そう感じる人もいるかもしれませんが、そう思うなら買わなければいい話で、感じたことをわざわざ口に出すような真似はしなくてもいいんです。ぼったくりかはその人の感覚で、個人個人の感覚に合わせていたら値段なんて一生設定できないし、原価を持ち出すなら「労力」や「情熱」、「愛情」の原価とやらも算出しないとアンフェアなんです。「なら自分で作れ」って話ですしね。

大阪まで足を伸ばして個展を開くことも、一つひとつの作品を手作業で作り上げることも、丹精を込めて創り上げた作品をお金に変えることも簡単ではありません。僕も自分で書いた書籍や文章作品をお金に変えるとき、遠くない気持ちを覚えるのでその一端は理解できるつもりです。

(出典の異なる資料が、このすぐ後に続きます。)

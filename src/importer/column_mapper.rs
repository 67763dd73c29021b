// ==========================================
// 考勤导入系统 - 列映射器
// ==========================================
// 职责: 语义键 → 表头列下标
// 规则: 去空白后精确匹配标签,首个匹配列胜出;未匹配 → 缺失（非错误）
// 红线: empId / date 必须解析到真实列,否则整批失败
// ==========================================

use crate::domain::attendance::CellValue;
use crate::domain::types::ColumnKey;
use crate::importer::error::{ImportError, ImportResult};
use serde::Serialize;

// ==========================================
// ColumnMap - 语义列映射结果
// ==========================================
#[derive(Debug, Clone, Copy, PartialEq, Eq, Serialize)]
pub struct ColumnMap {
    positions: [Option<usize>; 9],
}

impl ColumnMap {
    /// 语义键对应的列下标（None = 缺失列）
    pub fn get(&self, key: ColumnKey) -> Option<usize> {
        self.positions[key.slot()]
    }

    pub fn is_mapped(&self, key: ColumnKey) -> bool {
        self.get(key).is_some()
    }

    /// 取数据行中某语义列的值
    ///
    /// 缺失列或短行 → CellValue::Empty
    pub fn cell<'a>(&self, row: &'a [CellValue], key: ColumnKey) -> &'a CellValue {
        static EMPTY: CellValue = CellValue::Empty;
        self.get(key).and_then(|idx| row.get(idx)).unwrap_or(&EMPTY)
    }

    /// 已映射的语义键
    pub fn mapped_keys(&self) -> Vec<ColumnKey> {
        ColumnKey::ALL
            .iter()
            .copied()
            .filter(|k| self.is_mapped(*k))
            .collect()
    }
}

pub struct ColumnMapper;

impl ColumnMapper {
    /// 解析表头行
    ///
    /// # 返回
    /// - Ok(ColumnMap): 必需列均已解析
    /// - Err(MissingColumns): 列出全部缺失的必需键
    pub fn map(&self, header_row: &[CellValue]) -> ImportResult<ColumnMap> {
        let labels: Vec<String> = header_row.iter().map(|c| c.trimmed()).collect();

        let mut positions = [None; 9];
        for key in ColumnKey::ALL {
            positions[key.slot()] = labels.iter().position(|l| l == key.header_label());
        }
        let map = ColumnMap { positions };

        let missing: Vec<ColumnKey> = ColumnKey::REQUIRED
            .iter()
            .copied()
            .filter(|k| !map.is_mapped(*k))
            .collect();
        if !missing.is_empty() {
            return Err(ImportError::MissingColumns(missing));
        }

        Ok(map)
    }
}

何よりお金がなければ、お金にならなければ芸術なんて生み出せないし継続もできないんです。そういう認識が日本人は極めて低い傾向があると思いますし、それを不必要に発信する悪癖を持ち合わせています。気に入らないなら触れなければいいし、自分と違うならそれを認めればいいだけのことで、攻撃する必要なんてないんです。まして、匿名性を利用して安全圏から石を投げるなんて言語道断です。

僕はくまきちについては無知ですし、雷鳥さんが上記のような発言を実際に受けているかもよく知らないのですが、少なくとも彼女が自分らしく生きているということは分かりましたし、ファンと良い関係性を築けていることも感じることができました。そしてそれが分かったということが、僕にとっては一番の収穫でした。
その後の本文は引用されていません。